Granblue Versus tackles this problem for new players in two ways, first, they simplify the button control scheme by reducing the number of buttons you need to remember. Arc Sys has actually been doing this for some time now, as evidenced with their button layout evolution from Guilty Gear, BBTag, and even DBFZ. They’ve even introduced auto-comboing as a sort of crutch tool so that a new player won’t have to train for hours on that 10 hit combo that they may or may not find useful fighting real people later on.
The other thing that GBVS does is to adapt an alternate command system that looks a lot like Smash. By having a special move button that changes depending on what direction you’re holding at the time you pressed it, a new player can get used to actually using the moves before mastering how to pull them off. Using the simpler input puts moves on a cooldown, while using the technical input makes it quickly reusable. Here’s the thing, unless you have some sort of strategy behind it it’s probably a bad idea to repeatedly use the same move anyway. So the cooldown mechanic is actually low-key training new players to use their character’s entire move set efficiently and effectively. It’s pretty genius.
Maintaining the Depth
So, if you make a game simple enough, new players will pick it up. But if you simplify it too much, the game may end up rigid. For example, if you let people auto-combo too easily they may end up with two players just looking for one hit and that would ultimately lead to the defeat of the receiving player. Making a fight basically balance on who gets the first hit in might as well be DiveKick, where everyone dies from one hit without the need for combos or whatever follows a hit from the air. Which can be fun, but you’ll quickly reach the peak of the game and well, the fun quickly dies once you’ve discovered that.
Balancing the game in such a way that one mistake doesn’t make the rest of the fight a foregone conclusion or that one strategy basically beats every other approach in the game is what will keep even the best players interested in playing another few sets with you.
This is done by making it possible to reverse even the worst situation so long as you’re skilled or disciplined enough as a player. If the game keeps the possibility of winning on the table, then everyone’s eyes are still glued to the screen. EVO’s Moment 37 in Street Fighter 3 pretty much explains everything I’m trying to say here.

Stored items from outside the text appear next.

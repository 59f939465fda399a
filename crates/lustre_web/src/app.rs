//! Composition root.
//!
//! Builds the browser hosts once, mounts the self-initialising effects when
//! the document is parsed, and exports the on-demand utilities. Every mount is
//! independent: a failure is logged and the rest of the page carries on.

use std::cell::RefCell;
use std::rc::Rc;

use js_sys::Math;
use lustre_core::config::{CursorConfig, ParticleConfig, PreloaderConfig, RevealConfig};
use lustre_core::effects::scroll_progress::BAR_CLASS;
use lustre_core::effects::smooth_scroll::ANCHOR_SELECTOR;
use lustre_core::effects::{
    create_ripple, ensure_ripple_style, show_notification, AnchorNavigator, CounterAnimation, CounterSpec,
    CustomCursor, MagneticTilt, NotificationKind, ParticleField, ParticleLayer, Preloader, RevealFallback,
    RevealObserver, ScrollProgress, ToastOptions,
};
use lustre_core::{DocumentHost, EffectsConfig, FxResult};
use rand::rngs::StdRng;
use rand::SeedableRng;
use wasm_bindgen::closure::Closure;
use wasm_bindgen::prelude::wasm_bindgen;
use wasm_bindgen::{JsCast, JsValue};
use web_sys::{
    Element, IntersectionObserver, IntersectionObserverEntry, IntersectionObserverInit,
    MouseEvent,
};

use crate::dom::{host_error, CanvasSurface, DomDocument, DomElement, WindowScheduler};
use crate::driver::RafDriver;
use crate::events::{client_position, listen, listen_once};
use crate::logging;
use crate::slot::Slot;

/// Id of the particle canvas appended to the body.
pub const PARTICLE_CANVAS_ID: &str = "particle-canvas";

/// Everything the effects share for the page lifetime.
struct Runtime {
    doc: DomDocument,
    scheduler: WindowScheduler,
    driver: RafDriver,
    config: EffectsConfig,
}

impl Runtime {
    fn new(config: EffectsConfig) -> FxResult<Self> {
        let doc = DomDocument::from_window()?;
        let scheduler = WindowScheduler::new(doc.window().clone());
        let driver = RafDriver::new(doc.window().clone());
        Ok(Self {
            doc,
            scheduler,
            driver,
            config,
        })
    }

    /// Same hosts and driver, new configuration. Effects already running on
    /// the driver keep their frames.
    fn reconfigured(&self, config: EffectsConfig) -> Self {
        Self {
            doc: self.doc.clone(),
            scheduler: self.scheduler.clone(),
            driver: self.driver.clone(),
            config,
        }
    }
}

thread_local! {
    static RUNTIME: Slot<Runtime> = const { Slot::new() };
}

/// Returns the page runtime, creating a default one for utilities called
/// before [`start`].
fn runtime() -> FxResult<Rc<Runtime>> {
    RUNTIME.with(|slot| slot.get_or_try_init(|| Runtime::new(EffectsConfig::default())))
}

fn with_runtime<T>(operation: &str, f: impl FnOnce(&Runtime) -> FxResult<T>) -> Option<T> {
    match runtime().and_then(|runtime| f(&runtime)) {
        Ok(value) => Some(value),
        Err(err) => {
            tracing::warn!("{} failed: {}", operation, err);
            None
        }
    }
}

fn report(component: &str, result: FxResult<()>) {
    match result {
        Ok(()) => tracing::debug!("{} mounted", component),
        Err(err) => tracing::warn!("{} unavailable: {}", component, err),
    }
}

/// Starts the page effects with the default configuration.
#[wasm_bindgen]
pub fn start() {
    boot(EffectsConfig::default(), None);
}

/// Starts the page effects with a TOML configuration.
///
/// A configuration that fails to parse is reported and the defaults are used.
#[wasm_bindgen(js_name = startWithConfig)]
pub fn start_with_config(toml: &str) {
    match EffectsConfig::from_toml_str(toml) {
        Ok(config) => boot(config, None),
        Err(err) => boot(EffectsConfig::default(), Some(err.to_string())),
    }
}

fn boot(config: EffectsConfig, config_error: Option<String>) {
    logging::init(&config.log_level);
    if let Some(err) = config_error {
        tracing::warn!("Configuration rejected, using defaults: {}", err);
    }

    let started = RUNTIME.with(|slot| {
        slot.start(|previous| match previous {
            Some(previous) => Ok(previous.reconfigured(config)),
            None => Runtime::new(config),
        })
    });
    let runtime = match started {
        Some(Ok(runtime)) => runtime,
        Some(Err(err)) => {
            tracing::warn!("Page effects disabled: {}", err);
            return;
        }
        None => {
            tracing::warn!("Page effects already started");
            return;
        }
    };

    report("Ripple style", ensure_ripple_style(&runtime.doc).map(drop));

    if runtime.doc.document().ready_state() == "loading" {
        let ready = Rc::clone(&runtime);
        listen_once(runtime.doc.document(), "DOMContentLoaded", move || mount_all(&ready));
    } else {
        mount_all(&runtime);
    }
}

fn mount_all(runtime: &Rc<Runtime>) {
    let config = &runtime.config;
    if config.scroll_progress.enabled {
        report("Scroll progress", mount_scroll_progress(runtime));
    }
    if config.cursor.enabled {
        report("Custom cursor", mount_cursor(runtime, &config.cursor));
    }
    if config.particles.enabled {
        report("Particle field", mount_particles(runtime, &config.particles));
    }
    if config.reveal.enabled {
        report("Scroll reveal", mount_reveal(runtime, &config.reveal));
    }
    if config.smooth_scroll.enabled {
        report("Smooth scroll", mount_smooth_scroll(runtime));
    }
    if config.preloader.enabled {
        report("Preloader", mount_preloader(runtime, &config.preloader));
    }
    tracing::info!("Page effects ready");
}

fn mount_scroll_progress(runtime: &Runtime) -> FxResult<()> {
    let doc = runtime.doc.clone();
    let existing = doc.query_selector(&format!(".{BAR_CLASS}"));
    let progress = ScrollProgress::ensure_bar(&doc, existing, &runtime.config.scroll_progress)?;

    let window = doc.window().clone();
    listen(&window, "scroll", move |_| progress.on_scroll(doc.scroll_metrics()));
    Ok(())
}

fn mount_cursor(runtime: &Runtime, config: &CursorConfig) -> FxResult<()> {
    let Some(cursor) = CustomCursor::mount(&runtime.doc, config)? else {
        return Ok(());
    };
    let cursor = Rc::new(RefCell::new(cursor));

    let moved = Rc::clone(&cursor);
    listen(runtime.doc.window(), "mousemove", move |event| {
        if let Some((x, y)) = client_position(&event) {
            moved.borrow_mut().on_pointer_move(x, y);
        }
    });

    for target in runtime.doc.query_all(&config.hover_selectors) {
        let entered = Rc::clone(&cursor);
        listen(target.element(), "mouseenter", move |_| entered.borrow().on_hover_enter());
        let left = Rc::clone(&cursor);
        listen(target.element(), "mouseleave", move |_| left.borrow().on_hover_leave());
    }

    runtime.driver.register(Box::new(cursor));
    Ok(())
}

fn random_seed() -> u64 {
    Math::random().to_bits() ^ Math::random().to_bits().rotate_left(32)
}

fn mount_particles(runtime: &Runtime, config: &ParticleConfig) -> FxResult<()> {
    let canvas = CanvasSurface::mount(&runtime.doc, PARTICLE_CANVAS_ID)?;
    let mut rng = StdRng::seed_from_u64(random_seed());
    let field = ParticleField::new(config.clone(), runtime.doc.viewport(), &mut rng);
    let layer = Rc::new(RefCell::new(ParticleLayer::new(field, canvas)));

    let resized = Rc::clone(&layer);
    let doc = runtime.doc.clone();
    listen(runtime.doc.window(), "resize", move |_| {
        resized.borrow_mut().resize(doc.viewport());
    });

    runtime.driver.register(Box::new(layer));
    Ok(())
}

fn mount_reveal(runtime: &Runtime, config: &RevealConfig) -> FxResult<()> {
    let elements = runtime.doc.query_all(&config.selectors);
    if elements.is_empty() {
        return Ok(());
    }

    match observe_intersections(&elements, config) {
        Ok(()) => Ok(()),
        Err(err) => {
            tracing::debug!("IntersectionObserver unavailable ({}), polling on scroll", err);
            let fallback = RevealFallback::new(elements, config);
            let doc = runtime.doc.clone();
            fallback.on_scroll(doc.viewport());
            let window = doc.window().clone();
            listen(&window, "scroll", move |_| fallback.on_scroll(doc.viewport()));
            Ok(())
        }
    }
}

fn observe_intersections(elements: &[DomElement], config: &RevealConfig) -> FxResult<()> {
    let observer = RevealObserver::new(config);
    let callback = Closure::<dyn FnMut(js_sys::Array, IntersectionObserver)>::new(
        move |entries: js_sys::Array, _: IntersectionObserver| {
            observer.on_intersection(
                entries
                    .iter()
                    .filter_map(|entry| entry.dyn_into::<IntersectionObserverEntry>().ok())
                    .map(|entry| (DomElement::new(entry.target()), entry.is_intersecting())),
            );
        },
    );

    let options = IntersectionObserverInit::new();
    options.set_threshold(&JsValue::from_f64(config.threshold));
    options.set_root_margin(&config.root_margin());

    let intersections = IntersectionObserver::new_with_options(callback.as_ref().unchecked_ref(), &options)
        .map_err(|err| host_error(&err))?;
    for element in elements {
        intersections.observe(element.element());
    }
    // The observer keeps watching for the page lifetime
    callback.forget();
    Ok(())
}

fn mount_smooth_scroll(runtime: &Runtime) -> FxResult<()> {
    let navigator = Rc::new(AnchorNavigator::new(runtime.doc.clone()));

    for anchor in runtime.doc.query_all(ANCHOR_SELECTOR) {
        let navigator = Rc::clone(&navigator);
        let link = anchor.clone();
        listen(anchor.element(), "click", move |event| {
            let href = link.attribute("href").unwrap_or_default();
            if navigator.on_anchor_click(&href).prevents_default() {
                event.prevent_default();
            }
        });
    }
    Ok(())
}

fn mount_preloader(runtime: &Runtime, config: &PreloaderConfig) -> FxResult<()> {
    let Some(preloader) = Preloader::new(runtime.doc.query_selector(&config.selector), config) else {
        return Ok(());
    };

    let scheduler = runtime.scheduler.clone();
    if runtime.doc.document().ready_state() == "complete" {
        preloader.on_page_load(&scheduler);
    } else {
        listen_once(runtime.doc.window(), "load", move || preloader.on_page_load(&scheduler));
    }
    Ok(())
}

/// On-demand utilities for page scripts.
///
/// ```js
/// import init, { start, AnimationEngine } from "./lustre_web.js";
/// await init();
/// start();
/// window.AnimationEngine = AnimationEngine;
/// ```
#[wasm_bindgen]
pub struct AnimationEngine {
    _private: (),
}

#[wasm_bindgen]
impl AnimationEngine {
    /// Counts `element`'s text from `start` to `end` over `duration` ms.
    #[wasm_bindgen(js_name = animateCounter)]
    pub fn animate_counter(element: Element, start: f64, end: f64, duration: f64, suffix: Option<String>) {
        with_runtime("animateCounter", move |runtime| {
            let spec = CounterSpec::new(start, end, duration)
                .with_suffix(suffix.unwrap_or_default())
                .with_easing(runtime.config.counter.easing);
            runtime
                .driver
                .register(Box::new(CounterAnimation::new(DomElement::new(element), spec)));
            Ok(())
        });
    }

    /// Tilts `element` toward the pointer. A missing element is ignored.
    #[wasm_bindgen(js_name = initMagneticCard)]
    pub fn init_magnetic_card(element: Option<Element>) {
        let Some(element) = element else {
            return;
        };
        with_runtime("initMagneticCard", move |runtime| {
            let tilt = Rc::new(RefCell::new(MagneticTilt::new(
                DomElement::new(element.clone()),
                &runtime.config.tilt,
            )));

            // Tracks the pointer anywhere on the page, not just over the card
            let moved = Rc::clone(&tilt);
            listen(runtime.doc.document(), "mousemove", move |event| {
                if let Some((x, y)) = client_position(&event) {
                    moved.borrow().on_pointer_move(x, y);
                }
            });
            let left = Rc::clone(&tilt);
            listen(&element, "mouseleave", move |_| left.borrow().on_pointer_leave());
            listen(runtime.doc.window(), "resize", move |_| tilt.borrow_mut().on_resize());
            Ok(())
        });
    }

    /// Shows a toast. `kind` defaults to `success`, `duration` to the
    /// configured display time.
    #[wasm_bindgen(js_name = showNotification)]
    pub fn show_notification(message: &str, kind: Option<String>, duration: Option<u32>) -> Option<Element> {
        with_runtime("showNotification", |runtime| {
            let kind = kind
                .as_deref()
                .map_or_else(NotificationKind::default, NotificationKind::from);
            let mut options = ToastOptions::new(kind, &runtime.config.toast);
            if let Some(duration) = duration {
                options.duration_ms = duration;
            }
            let toast = show_notification(&runtime.doc, &runtime.scheduler, message, &options, &runtime.config.toast)?;
            Ok(toast.element().clone())
        })
    }

    /// Plays a click ripple inside the event's current target.
    #[wasm_bindgen(js_name = createRipple)]
    pub fn create_ripple(event: &MouseEvent) {
        let Some(container) = event.current_target().and_then(|target| target.dyn_into::<Element>().ok()) else {
            tracing::debug!("Ripple event has no element target");
            return;
        };
        with_runtime("createRipple", |runtime| {
            create_ripple(
                &runtime.doc,
                &runtime.scheduler,
                &DomElement::new(container),
                f64::from(event.client_x()),
                f64::from(event.client_y()),
                &runtime.config.ripple,
            )
            .map(drop)
        });
    }
}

GBVS has this in a number of ways, getting killed while blocking is a pretty rare occurrence, and when your character’s HP is low enough, you can access a much stronger version of it’s super move, but it still has to hit, you still have to be able to guess when your opponent may be open to be counter-attacked or if he himself is planning something similar. The game may make it easier for you to play, but winning is still ultimately on you. Timing your attacks, getting around your opponent’s guard, knowing when to be more defensive or offensive, discreetly keeping these principles as part of the game is what makes it have a good depth.
Fighting games are a blast and I’ve always wished that more people got into it, and clearly company that makes them for a living wants the very same thing. Granblue Versus has proven itself to do well in many respects and has a pretty generous offering for those who want more than just good fighting game mechanics. I mean, RPG mode isn’t perfect but it’s pretty good.
The game even features some pretty good practice modes that teaches you a lot of general concepts you can apply even in other fighters and character-specific practice in using and fighting against them.
Granblue Versus is yet another step furthering ArcSys’ strive to make games that everyone will enjoy watching, learning and playing with and if there was one I’d ever recommend for beginners or just for a group of friends looking for an entertaining title for game night, this would definitely be one of them.